Médico infectogista mostra importância da vacinação contra a pólio
Terça-feira, 12/06/2007 - 10:47
Salvador - Pelo fato de desde 1990 o Brasil não registrar nenhum caso de poliomielite aguda, pouco se fala sobre esta doença. Com exceção de parte dos profissionais da área de saúde, raras são as pessoas que conhecem as causas, formas de transmissão e outras informações básicas relacionadas à patologia.
“O mais importante, porém, é saber que a única forma de preveni-la – e de manter os dados da estatística atual – é a vacinação”, aponta o médico infectologista dos hospitais São Rafael e Aliança, Antônio Carlos Bandeira. A primeira etapa da Campanha começou nesta segunda-feira, dia 11, e vai até o dia 22 de junho. A segunda etapa será no dia 25 de agosto.
Na Bahia, a meta da Secretaria de Saúde do Estado (Sesab) é imunizar cerca de 1,3 milhão de crianças menores de cinco anos. Para isso, o estado vai oferecer a vacina em 2,5 mil postos e centros de saúde.
“As três doses da vacinação são fundamentais para todas as crianças menores de cinco anos. Para o caso dos adultos que não completaram o ciclo e para pacientes imunocomprometidos, como os infectados pelo HIV, sugerimos a injeção de um dos tipos da vacina, a Salk, para prevenir a doença”, observa Bandeira.

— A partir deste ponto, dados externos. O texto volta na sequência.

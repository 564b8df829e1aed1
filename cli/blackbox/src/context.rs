//! Shared state handed to every scenario.

use std::sync::Arc;

use anyhow::{Context, Result};
use pcc_client::{ClientConfig, PccClient};
use pcc_verify::{Verifier, VerifierConfig};

use crate::config::TestEnv;
use crate::ipmi::{BmcController, Ipmitool};

/// Everything a scenario needs. Scenarios exchange selections (such as the
/// node a component was installed on) through return values, never through
/// this context.
pub struct TestContext {
    pub env: TestEnv,
    pub client: Arc<PccClient>,
    pub verifier: Verifier<PccClient>,
    pub bmc: Arc<dyn BmcController>,
}

impl TestContext {
    /// Build a context talking to the configured PCC with `ipmitool`.
    pub fn new(env: TestEnv) -> Result<Self> {
        let mut config = ClientConfig::new(env.pcc_url.clone());
        if let Some(token) = &env.token {
            config = config.with_token(token.clone());
        }
        let client = PccClient::new(&config).context("Failed to create PCC client")?;

        Ok(Self::with_parts(
            env,
            Arc::new(client),
            Arc::new(Ipmitool::default()),
        ))
    }

    pub fn with_parts(env: TestEnv, client: Arc<PccClient>, bmc: Arc<dyn BmcController>) -> Self {
        let verifier = Verifier::with_config(
            Arc::clone(&client),
            VerifierConfig {
                poll_interval: env.timeouts.poll_interval(),
            },
        );

        Self {
            env,
            client,
            verifier,
            bmc,
        }
    }
}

A poliomielite é causada por um tipo de vírus denominado de enterovírus (que inclui os sorotipos 1,2,3). Em 95% dos casos não há sintomas, mas em alguns há a manifestação de sintomas leves semelhantes aos da gripe (febre e dor de garganta). O quadro grave, que é o de paralisia flácida, ocorre na proporção de um para 200 casos, sendo definido como o de paralisia infantil e incapacitando o indivíduo para o resto de sua vida. O vírus é excretado pelas fezes e transmitido de pessoa para pessoa através do contato direto (transmissão fecal-oral) , mas a transmissão também pode se dar pela ingestão de água contaminada.